I showed up at the A8k only because I needed to the race to improve my USA-TF Grand Prix score card.  To have a chance to move up in the standing I needed to better one of my Category II 700 pt scores.  The person who I was in most direct competition with was Aya.  Aya has had the most amazing year.  I have been watching her results on Facebook and in person at races. Week after week she has been getting faster and faster.  I have had a great set of races myself this year but I have not raced as much as Aya. She was getting faster and I was getting distracted and distressed. I really wasn't sure whether I could hold her off any more.

The fact that I have hardly been training really made feel very insecure. I felt exhausted and run down. I had lost weight and it was likely muscle and hydration.  I was not eating well.  So of the three things that all athletes need to do to optimize performance (eat well, sleep well, and train well), I was doing None well. I was really worried that this 8k would be one of the worst runs I have had in a long time.

I left the house later than I should.

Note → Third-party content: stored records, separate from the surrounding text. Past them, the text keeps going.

//! Levenberg–Marquardt for small nonlinear least-squares problems.
//!
//! We minimize `Σ r_i(x)^2` for a residual function `r: R^p -> R^n`:
//!
//! - the Jacobian is built by forward differences, one column per parameter,
//!   columns evaluated in parallel
//! - each damped Gauss–Newton step solves the augmented system
//!   `[J; sqrt(λ D)] δ = [-r; 0]` with the SVD solver from `ols`
//! - `D` is Marquardt's diagonal scaling (running max of `‖J_j‖²`)
//!
//! A parameter the residuals do not depend on has a zero Jacobian column and
//! is left at its starting value.

use nalgebra::{DMatrix, DVector};
use rayon::prelude::*;

use crate::error::AppError;
use crate::math::solve_least_squares;

/// Stopping criteria.
#[derive(Debug, Clone)]
pub struct LmOptions {
    pub max_iterations: usize,
    /// Relative reduction of the sum of squares below which we stop.
    pub ftol: f64,
    /// Relative step size below which we stop.
    pub xtol: f64,
    /// Max-norm of the gradient below which we stop.
    pub gtol: f64,
    pub initial_lambda: f64,
}

impl Default for LmOptions {
    fn default() -> Self {
        Self {
            max_iterations: 200,
            ftol: 1.49012e-8,
            xtol: 1.49012e-8,
            gtol: 0.0,
            initial_lambda: 1e-3,
        }
    }
}

/// Outcome of a fit.
#[derive(Debug, Clone)]
pub struct LmReport {
    pub params: Vec<f64>,
    /// Final sum of squared residuals.
    pub cost: f64,
    pub iterations: usize,
    pub evaluations: usize,
    pub converged: bool,
    pub message: String,
}

/// Sum of squares of a residual vector.
pub fn sum_of_squares(r: &[f64]) -> f64 {
    r.iter().map(|v| v * v).sum()
}

/// Minimize `Σ residuals(x)^2` starting at `x0`.
pub fn levenberg_marquardt<F>(residuals: F, x0: &[f64], opts: &LmOptions) -> Result<LmReport, AppError>
where
    F: Fn(&[f64]) -> Vec<f64> + Sync,
{
    if x0.is_empty() {
        return Err(AppError::output("Least squares needs at least one parameter."));
    }

    let p = x0.len();
    let mut x = x0.to_vec();
    let mut r = residuals(&x);
    let mut evaluations = 1usize;
    let n = r.len();

    if n == 0 {
        return Err(AppError::output("Least squares needs at least one residual."));
    }
    if r.iter().any(|v| !v.is_finite()) {
        return Err(AppError::output("Residuals are not finite at the starting point."));
    }

    let mut cost = sum_of_squares(&r);
    let mut lambda = opts.initial_lambda;
    let mut scale = vec![0.0_f64; p];

    for iteration in 1..=opts.max_iterations {
        let jac = forward_jacobian(&residuals, &x, &r);
        evaluations += p;

        let gradient = jac.transpose() * DVector::from_column_slice(&r);
        let g_max = gradient.iter().fold(0.0_f64, |m, v| m.max(v.abs()));
        if g_max <= opts.gtol {
            return Ok(report(x, cost, iteration, evaluations, true, "gradient below tolerance"));
        }

        for (j, d) in scale.iter_mut().enumerate() {
            *d = d.max(jac.column(j).norm_squared()).max(1e-12);
        }

        loop {
            let mut a = DMatrix::<f64>::zeros(n + p, p);
            a.view_mut((0, 0), (n, p)).copy_from(&jac);
            for j in 0..p {
                a[(n + j, j)] = (lambda * scale[j]).sqrt();
            }
            let mut b = DVector::<f64>::zeros(n + p);
            for i in 0..n {
                b[i] = -r[i];
            }

            let Some(step) = solve_least_squares(&a, &b) else {
                lambda *= 10.0;
                if lambda > 1e16 {
                    return Ok(report(x, cost, iteration, evaluations, false, "damped system is singular"));
                }
                continue;
            };

            let trial: Vec<f64> = x.iter().zip(step.iter()).map(|(xi, di)| xi + di).collect();
            let r_trial = residuals(&trial);
            evaluations += 1;
            let cost_trial = if r_trial.iter().all(|v| v.is_finite()) {
                sum_of_squares(&r_trial)
            } else {
                f64::INFINITY
            };

            if cost_trial < cost {
                let reduction = (cost - cost_trial) / cost.max(f64::MIN_POSITIVE);
                let x_norm = x.iter().map(|v| v * v).sum::<f64>().sqrt();
                let small_step = step.norm() <= opts.xtol * (x_norm + opts.xtol);

                x = trial;
                r = r_trial;
                cost = cost_trial;
                lambda = (lambda / 10.0).max(1e-12);

                tracing::trace!(iteration, cost, lambda, "accepted step");

                if reduction <= opts.ftol {
                    return Ok(report(x, cost, iteration, evaluations, true, "relative reduction below ftol"));
                }
                if small_step {
                    return Ok(report(x, cost, iteration, evaluations, true, "step size below xtol"));
                }
                break;
            }

            lambda *= 10.0;
            if lambda > 1e16 {
                return Ok(report(x, cost, iteration, evaluations, true, "no further reduction possible"));
            }
        }
    }

    Ok(report(
        x,
        cost,
        opts.max_iterations,
        evaluations,
        false,
        "iteration limit reached",
    ))
}

fn forward_jacobian<F>(residuals: &F, x: &[f64], r0: &[f64]) -> DMatrix<f64>
where
    F: Fn(&[f64]) -> Vec<f64> + Sync,
{
    let n = r0.len();
    let columns: Vec<Vec<f64>> = (0..x.len())
        .into_par_iter()
        .map(|j| {
            let h = f64::EPSILON.sqrt() * x[j].abs().max(1.0);
            let mut shifted = x.to_vec();
            shifted[j] += h;
            let r = residuals(&shifted);
            (0..n)
                .map(|i| {
                    let d = (r.get(i).copied().unwrap_or(f64::NAN) - r0[i]) / h;
                    if d.is_finite() { d } else { 0.0 }
                })
                .collect()
        })
        .collect();

    DMatrix::from_fn(n, x.len(), |i, j| columns[j][i])
}

fn report(
    params: Vec<f64>,
    cost: f64,
    iterations: usize,
    evaluations: usize,
    converged: bool,
    message: &str,
) -> LmReport {
    LmReport {
        params,
        cost,
        iterations,
        evaluations,
        converged,
        message: message.to_string(),
    }
}

#[cfg(test)]
mod tests {
    use super::*;

    #[test]
    fn recovers_exponential_decay() {
        let t: Vec<f64> = (0..30).map(|i| i as f64 * 0.1).collect();
        let y: Vec<f64> = t.iter().map(|t| 2.5 * (-1.3 * t).exp()).collect();
        let f = |x: &[f64]| -> Vec<f64> {
            t.iter()
                .zip(&y)
                .map(|(t, y)| x[0] * (-x[1] * t).exp() - y)
                .collect()
        };

        let out = levenberg_marquardt(f, &[1.0, 0.5], &LmOptions::default()).unwrap();
        assert!(out.converged, "{}", out.message);
        assert!((out.params[0] - 2.5).abs() < 1e-6, "{:?}", out.params);
        assert!((out.params[1] - 1.3).abs() < 1e-6, "{:?}", out.params);
        assert!(out.cost < 1e-12);
    }

    #[test]
    fn unused_parameter_keeps_its_start_value() {
        let x_data = [0.0, 1.0, 2.0, 3.0];
        let f = |p: &[f64]| -> Vec<f64> {
            x_data
                .iter()
                .map(|x| p[0] + p[1] * x - (1.0 + 2.0 * x))
                .collect()
        };
        let out = levenberg_marquardt(f, &[0.0, 0.0, 3.0], &LmOptions::default()).unwrap();
        assert!((out.params[0] - 1.0).abs() < 1e-8);
        assert!((out.params[1] - 2.0).abs() < 1e-8);
        assert!((out.params[2] - 3.0).abs() < 1e-9, "{:?}", out.params);
    }

    #[test]
    fn rejects_non_finite_start() {
        let f = |_: &[f64]| vec![f64::NAN];
        assert!(levenberg_marquardt(f, &[1.0], &LmOptions::default()).is_err());
    }
}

I drove around way too long to find parking. I collected my bib and T-shirt. I left the shirt on they gym floor with my Clifton Team's stuff, used the bathroom, and lined up. I didn't have a chance to warm up and I didn't really care.

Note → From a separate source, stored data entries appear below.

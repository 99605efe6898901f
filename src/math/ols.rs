//! Linear least squares via SVD.
//!
//! Used for every damped step of the Levenberg–Marquardt iteration, where the
//! system is the Jacobian stacked on top of a diagonal damping block, so it is
//! always tall (more rows than columns).
//!
//! Nalgebra's `QR::solve` is intended for square systems; SVD handles tall and
//! rank-deficient matrices and returns the minimum-norm solution when some
//! singular values vanish (e.g. a parameter the model does not depend on).

use nalgebra::{DMatrix, DVector};

/// Solve `min ‖x β - y‖²` using SVD.
///
/// Returns `None` if no tolerance yields a finite solution.
pub fn solve_least_squares(x: &DMatrix<f64>, y: &DVector<f64>) -> Option<DVector<f64>> {
    let svd = x.clone().svd(true, true);

    // Try progressively looser tolerances if strict solve fails.
    for &tol in &[1e-10, 1e-8, 1e-6] {
        if let Ok(beta) = svd.solve(y, tol) {
            if beta.iter().all(|v| v.is_finite()) {
                return Some(beta);
            }
        }
    }

    None
}
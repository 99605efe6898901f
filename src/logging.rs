//! Tracing subscriber setup.
//!
//! Events go to stderr so stdout carries only reports and ASCII previews.
//! The filter comes from `RUST_LOG` and defaults to `info`.

use tracing_subscriber::{EnvFilter, fmt, prelude::*};

pub fn init() {
    let env_filter = EnvFilter::try_from_default_env()
        .or_else(|_| EnvFilter::try_new("info"))
        .unwrap_or_else(|_| EnvFilter::new("warn"));

    // A second init (e.g. from tests) is not an error worth reporting.
    let _ = tracing_subscriber::registry()
        .with(fmt::layer().with_target(false).with_writer(std::io::stderr))
        .with(env_filter)
        .try_init();
}
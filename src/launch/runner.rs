//! Where launch command lines end up.

use std::process::Command;

use crate::error::AppError;

/// Receives fully-formed shell command lines.
pub trait JobRunner {
    fn submit(&mut self, command: &str) -> Result<(), AppError>;
}

/// Hands each command to `sh -c`. Commands end in `&`, so this returns as
/// soon as the scheduler call is backgrounded.
#[derive(Debug, Default)]
pub struct ShellRunner;

impl JobRunner for ShellRunner {
    fn submit(&mut self, command: &str) -> Result<(), AppError> {
        tracing::info!(%command, "submitting job");
        let status = Command::new("sh")
            .arg("-c")
            .arg(command)
            .status()
            .map_err(|e| AppError::external(format!("Failed to start `sh -c`: {e}")))?;
        if !status.success() {
            tracing::warn!(%status, %command, "shell reported failure");
        }
        Ok(())
    }
}

/// Prints commands to stdout instead of running them.
#[derive(Debug, Default)]
pub struct DryRun {
    pub commands: Vec<String>,
    pub quiet: bool,
}

impl JobRunner for DryRun {
    fn submit(&mut self, command: &str) -> Result<(), AppError> {
        if !self.quiet {
            println!("{command}");
        }
        self.commands.push(command.to_string());
        Ok(())
    }
}

#[cfg(test)]
mod tests {
    use super::*;

    #[test]
    fn dry_run_records_commands() {
        let mut runner = DryRun {
            quiet: true,
            ..DryRun::default()
        };
        runner.submit("echo a &").unwrap();
        runner.submit("echo b &").unwrap();
        assert_eq!(runner.commands, vec!["echo a &", "echo b &"]);
    }

    #[test]
    fn shell_runner_runs_through_sh() {
        let dir = tempfile::tempdir().unwrap();
        let marker = dir.path().join("ran");
        ShellRunner
            .submit(&format!("touch '{}'", marker.display()))
            .unwrap();
        assert!(marker.exists());
    }
}
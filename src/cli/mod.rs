//! Command-line parsing for the Monte Carlo run tooling.
//!
//! The goal of this module is to keep **argument parsing** separate from the
//! launch/sweep/fit code, which only sees plain config structs.

use std::path::PathBuf;

use clap::{Args, Parser, Subcommand, ValueEnum};

/// Top-level CLI.
#[derive(Debug, Parser)]
#[command(name = "smc", version, about = "Launch, sweep and post-process hard/soft-sphere Monte Carlo runs")]
pub struct Cli {
    /// Print an ASCII preview of every figure on stdout.
    #[arg(long, global = true)]
    pub show: bool,

    /// Preview width (columns).
    #[arg(long, global = true, default_value_t = 100)]
    pub width: usize,

    /// Preview height (rows).
    #[arg(long, global = true, default_value_t = 25)]
    pub height: usize,

    #[command(subcommand)]
    pub command: Command,
}

/// CLI subcommands.
#[derive(Debug, Subcommand)]
pub enum Command {
    /// Submit `soft-monte-carlo` jobs for a grid of densities and temperatures.
    Launch(LaunchArgs),
    /// Run (or read back) a free-energy convergence sweep and plot it.
    FreeEnergy(FreeEnergyArgs),
    /// Fit the short-range g(r) ansatz and generate LaTeX, C and figures.
    FitGhs(FitGhsArgs),
    /// Plot contact-density profiles, one figure per file.
    PlotDensity(PlotDensityArgs),
}

#[derive(Debug, Args)]
pub struct LaunchArgs {
    #[command(subcommand)]
    pub kind: LaunchKind,
}

#[derive(Debug, Subcommand)]
pub enum LaunchKind {
    /// Periodic bulk fluid.
    Homogeneous {
        #[command(flatten)]
        grid: GridArgs,
        /// Potential name passed to the simulation (quoted verbatim).
        #[arg(long, default_value = "")]
        potential: String,
    },
    /// Hard walls in z.
    Walls {
        #[command(flatten)]
        grid: GridArgs,
        /// Sphere count; 0 derives it from the density.
        #[arg(long, default_value_t = 0)]
        spheres: u32,
    },
    /// Soft (WCA) walls in z.
    SoftWalls {
        #[command(flatten)]
        grid: GridArgs,
        /// Sphere count; 0 derives it from the density.
        #[arg(long, default_value_t = 0)]
        spheres: u32,
    },
    /// Bulk fluid with a test particle.
    TestParticle {
        #[command(flatten)]
        grid: GridArgs,
        /// Test particle diameter.
        #[arg(long)]
        sigma: f64,
        /// Test particle well depth.
        #[arg(long)]
        epsilon: f64,
        #[arg(long, default_value = "")]
        potential: String,
    },
}

/// Options shared by every launch kind.
#[derive(Debug, Args, Clone)]
pub struct GridArgs {
    /// Reduced densities (outer loop).
    #[arg(short = 'n', long = "density", num_args = 1.., required = true)]
    pub densities: Vec<f64>,

    /// Reduced temperatures (inner loop).
    #[arg(short = 't', long = "temperature", num_args = 1.., required = true)]
    pub temperatures: Vec<f64>,

    /// Where simulation outputs go (overrides SMC_FIGS_DIR).
    #[arg(long)]
    pub figs_dir: Option<PathBuf>,

    /// Where `soft-monte-carlo` lives (overrides SMC_BIN_DIR).
    #[arg(long)]
    pub bin_dir: Option<PathBuf>,

    /// Memory per job in MB (overrides SMC_SRUN_MEM).
    #[arg(long)]
    pub mem: Option<u32>,

    /// Print the commands instead of running them.
    #[arg(long)]
    pub dry_run: bool,
}

#[derive(Debug, Clone, Copy, PartialEq, Eq, ValueEnum)]
pub enum Flavor {
    /// Periodic cell, run locally.
    Periodic,
    /// Fixed box, each step submitted with `srun`.
    Absolute,
}

#[derive(Debug, Args)]
pub struct FreeEnergyArgs {
    #[arg(long, value_enum, default_value_t = Flavor::Periodic)]
    pub flavor: Flavor,

    /// Number of steps.
    #[arg(long, default_value_t = 20)]
    pub steps: usize,

    /// Starting filling fraction (periodic only).
    #[arg(long, default_value_t = 0.0)]
    pub initial_ff: f64,

    /// Initial filling-fraction increment.
    #[arg(long, default_value_t = 0.05)]
    pub step_size: f64,

    /// Halve the increment every this many steps.
    #[arg(long, default_value_t = 4)]
    pub halve_every: usize,

    /// Sphere counts; each gets its own sweep.
    #[arg(short = 'N', long = "spheres", num_args = 1.., default_values_t = [10])]
    pub spheres: Vec<u32>,

    #[arg(long, default_value_t = 1_000_000)]
    pub iterations: u64,

    #[arg(long, default_value_t = 0)]
    pub seed: u64,

    /// Cache directory (overrides SMC_DATA_DIR).
    #[arg(long)]
    pub data_dir: Option<PathBuf>,

    /// Directory holding the simulation binaries (overrides SMC_BIN_DIR).
    #[arg(long)]
    pub bin_dir: Option<PathBuf>,

    /// Square-well width (absolute only).
    #[arg(long, default_value_t = 1.3)]
    pub well_width: f64,

    /// Box edge length (absolute only).
    #[arg(long, default_value_t = 5.0)]
    pub box_length: f64,

    /// Renormalization recursion level (absolute only).
    #[arg(long, default_value_t = 0)]
    pub level: u32,

    /// Sphere radius (absolute only).
    #[arg(long, default_value_t = 1.0)]
    pub radius: f64,

    /// Output figure.
    #[arg(short, long, default_value = "free-energy.svg")]
    pub output: PathBuf,

    /// Export per-step records to CSV.
    #[arg(long)]
    pub export: Option<PathBuf>,
}

#[derive(Debug, Args)]
pub struct FitGhsArgs {
    /// Monte Carlo data base name; files are `BASE-0.45.dat` etc.
    #[arg(long, default_value = "figs/gr")]
    pub data_base: String,

    /// Output directory (overrides SMC_FIGS_DIR; default `figs`).
    #[arg(long)]
    pub out_dir: Option<PathBuf>,

    /// Output file prefix.
    #[arg(long, default_value = "short-range")]
    pub prefix: String,

    /// Hard-sphere diameter.
    #[arg(long, default_value_t = 2.0)]
    pub sigma: f64,

    /// Only radii below this enter the fit.
    #[arg(long, default_value_t = 6.0)]
    pub fit_rcutoff: f64,

    /// Decimals kept in the fitted parameters.
    #[arg(long, default_value_t = 3)]
    pub digits: u32,

    /// Give every filling fraction a panel in the stacked figure.
    #[arg(long)]
    pub all_panels: bool,

    /// Run pdflatex on the analytics document afterwards.
    #[arg(long)]
    pub pdflatex: bool,

    /// Export the fitted parameters to JSON.
    #[arg(long)]
    pub export_json: Option<PathBuf>,
}

#[derive(Debug, Args)]
pub struct PlotDensityArgs {
    /// Radial profile files.
    #[arg(required = true)]
    pub files: Vec<PathBuf>,

    /// Directory for the SVGs (default: next to each input).
    #[arg(long)]
    pub out_dir: Option<PathBuf>,
}

#[cfg(test)]
mod tests {
    use super::*;

    #[test]
    fn cli_definition_is_consistent() {
        use clap::CommandFactory;
        Cli::command().debug_assert();
    }

    #[test]
    fn launch_grid_parses_lists() {
        let cli = Cli::parse_from([
            "smc", "launch", "walls", "-n", "0.2", "0.5", "-t", "1.0", "--dry-run",
        ]);
        let Command::Launch(LaunchArgs {
            kind: LaunchKind::Walls { grid, spheres },
        }) = cli.command
        else {
            panic!("expected launch walls");
        };
        assert_eq!(grid.densities, vec![0.2, 0.5]);
        assert_eq!(grid.temperatures, vec![1.0]);
        assert_eq!(spheres, 0);
        assert!(grid.dry_run);
    }

    #[test]
    fn show_is_global() {
        let cli = Cli::parse_from(["smc", "plot-density", "a.dat", "--show"]);
        assert!(cli.show);
    }

    #[test]
    fn free_energy_defaults() {
        let cli = Cli::parse_from(["smc", "free-energy"]);
        let Command::FreeEnergy(args) = cli.command else {
            panic!("expected free-energy");
        };
        assert_eq!(args.flavor, Flavor::Periodic);
        assert_eq!(args.spheres, vec![10]);
        assert_eq!(args.steps, 20);
        assert_eq!(args.output, PathBuf::from("free-energy.svg"));
    }
}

I just wanted this to be over so I could rush home and then go to work.  It was Thanksgiving and even thought I didn't HAVE to work, I try to go in because not many people can get there.  I am a therapist on an inpatient psychiatric unit when I am not coaching, training, or racing.  Usually the patients who are in a psych hospital on a major holiday are the most in need of attention. It did not surprise me to find that during normal visiting hours 0 visitors were present.  The patients were actually happy to see me, which is not always the case.

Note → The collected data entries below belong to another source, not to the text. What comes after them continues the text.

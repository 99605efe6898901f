//! Synchronous invocation of the free-energy simulation.

use std::process::Command;

use crate::error::AppError;

/// Runs one simulation step to completion.
pub trait Simulator {
    fn run(&mut self, argv: &[String]) -> Result<(), AppError>;
}

/// Spawns `argv[0]` with the remaining arguments and waits for it.
#[derive(Debug, Default)]
pub struct ProcessSimulator;

impl Simulator for ProcessSimulator {
    fn run(&mut self, argv: &[String]) -> Result<(), AppError> {
        let Some((program, args)) = argv.split_first() else {
            return Err(AppError::input("Empty simulator command line."));
        };
        tracing::info!(command = %argv.join(" "), "running simulation");
        let status = Command::new(program)
            .args(args)
            .status()
            .map_err(|e| AppError::external(format!("Failed to start '{program}': {e}")))?;
        if !status.success() {
            return Err(AppError::external(format!("'{program}' exited with {status}")));
        }
        Ok(())
    }
}
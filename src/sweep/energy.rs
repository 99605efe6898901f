//! Free energy from insertion success ratios.

use crate::plot::{Color, Figure, LegendPosition, Marker, Series};

use super::SweepResult;

/// `F/NkT` after each step: `-Σ ln(ratio) / N`, accumulated.
pub fn cumulative_free_energy(ratios: &[f64], spheres: u32) -> Vec<f64> {
    let n = f64::from(spheres.max(1));
    ratios
        .iter()
        .scan(0.0, |acc, r| {
            *acc -= r.ln();
            Some(*acc / n)
        })
        .collect()
}

/// Carnahan–Starling excess free energy per particle, `(4η - 3η²)/(1 - η)²`.
pub fn carnahan_starling(eta: f64) -> f64 {
    (4.0 * eta - 3.0 * eta * eta) / (1.0 - eta).powi(2)
}

/// Scatter of every sweep plus the Carnahan–Starling curve.
pub fn free_energy_figure(results: &[SweepResult]) -> Figure {
    let mut fig = Figure::new("η", "F/NkT");
    fig.legend = Some(LegendPosition::UpperLeft);

    let mut all_ff: Vec<f64> = Vec::new();
    for (i, result) in results.iter().enumerate() {
        let points: Vec<(f64, f64)> = result
            .records
            .iter()
            .zip(&result.free_energy)
            .map(|(rec, f)| (rec.ff_small, *f))
            .collect();
        all_ff.extend(points.iter().map(|p| p.0));
        let color = if results.len() == 1 { Color::Blue } else { Color::cycle(i) };
        let label = if results.len() == 1 {
            "Monte Carlo".to_string()
        } else {
            format!("N = {}", result.spheres)
        };
        fig.push(Series::scatter(points, color, Marker::Circle).with_label(label));
    }

    all_ff.sort_by(f64::total_cmp);
    all_ff.dedup();
    let reference: Vec<(f64, f64)> = all_ff.iter().map(|&eta| (eta, carnahan_starling(eta))).collect();
    if !reference.is_empty() {
        fig.push(Series::line(reference, Color::Green).with_label("Carnahan-Starling"));
    }
    fig
}

#[cfg(test)]
mod tests {
    use super::*;
    use crate::sweep::StepRecord;

    #[test]
    fn free_energy_accumulates_log_ratios() {
        let f = cumulative_free_energy(&[0.5, 0.25, 1.0], 2);
        let ln2 = 2f64.ln();
        assert!((f[0] - ln2 / 2.0).abs() < 1e-12);
        assert!((f[1] - 3.0 * ln2 / 2.0).abs() < 1e-12);
        assert!((f[2] - f[1]).abs() < 1e-12);
    }

    #[test]
    fn carnahan_starling_values() {
        assert_eq!(carnahan_starling(0.0), 0.0);
        assert!((carnahan_starling(0.5) - 5.0).abs() < 1e-12);
    }

    #[test]
    fn figure_has_scatter_and_reference() {
        let result = SweepResult {
            spheres: 10,
            records: vec![
                StepRecord {
                    ff: 0.0,
                    ff_small: 0.05,
                    total_checks: 100.0,
                    valid_checks: 90.0,
                    ratio: 0.9,
                },
                StepRecord {
                    ff: 0.05,
                    ff_small: 0.1,
                    total_checks: 100.0,
                    valid_checks: 80.0,
                    ratio: 0.8,
                },
            ],
            free_energy: vec![0.01, 0.03],
        };
        let fig = free_energy_figure(&[result]);
        assert_eq!(fig.series.len(), 2);
        assert_eq!(fig.series[0].points, vec![(0.05, 0.01), (0.1, 0.03)]);
        assert_eq!(fig.series[1].points.len(), 2);
        assert_eq!(fig.x_label, "η");
        assert_eq!(fig.y_label, "F/NkT");
    }
}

I line up where it seems like I would be close to the start, but this is a large race and many people filed in in front of me. It took about 10 seconds for me to cross the starting line.  The first mile was crowded and I felt like I was often stuck behind groups of people.  I do my best to get a good start. M 6:41

During the second mile, Jim O. is just a bit behind me. I catch a glimpse of Aya creeping up on me in my peripheral.  Jim, being a lover of the sport, my teammate, and the person who encouraged me to attend this race by reminding that I needed this race to have a shot to move up the standings, notices Aya making a move.  I hear him say something like "On Your Left, Shannon" and Aya was right there.  I like Aya. As she cruises up next to me, we can still see her husband and I tell her… "Ok, we have 3 miles to catch Karl. I think we can do it." I really hoped we could push each other to do just that.  Karl had different plans.  M2 6:46

As we hit a descent, I decide I need to push a little to see if I can pull away from Aya. I feel like I am already fighting way too hard at this point, but I have to keep trying until I can't lift my legs. Everything hurts.  I can actually feel a side-stitch, something I have not felt in years.  I get a little distance on Aya and all I need to do is hold it… for the next few miles.  LOL!   I try to not look back to see where she is, but for the remainder of the race she was my only concern.  I could hear her breathing behind me the entire way so I knew she was always right there on my heels.  M3 6:45

For the next two miles, in my mind, no one else was there in the race with us. I love races like this. I know the course. I have it run this race many times. There was a hill coming up about 4.5 miles after the gradual incline from 3.5 to 4.5. I settled in during mile this section so that I could finish stronger.  I was over dressed so during this mile I threw my gloves and my top layer T-shirt on the ground next to a sign so I could remember where they fell.  M4 6:50

I was able to get up that final hill and dig for a small kick on the way in.  I was working as hard as I could to stay steady.  I was suffering more than I have suffered in a race in along time. I knew all of this was related to my falling off training while I try to bring peace back to my home.  I could hear Aya reeling me in and I was very aware of what I needed to do to hold my position. A nearby runner decides to take me under his wing. I appreciate his encouragement, but I really didn't need to run the last .3 miles with someone telling me I needed to try harder.  I utter between breaths, "You go on ahead... don't worry about me...  I'm ok," but he just kept next to me, telling me to try harder.  I had already felt a twinge in my calf and was concerned I might pull something if I forced a kick I had not prepared my body to sustain. I was running as fast as I felt I could sustain safely.  I tried to focus on listening for Aya and doing what I needed to do to hold off her.  Last. 97  6:35.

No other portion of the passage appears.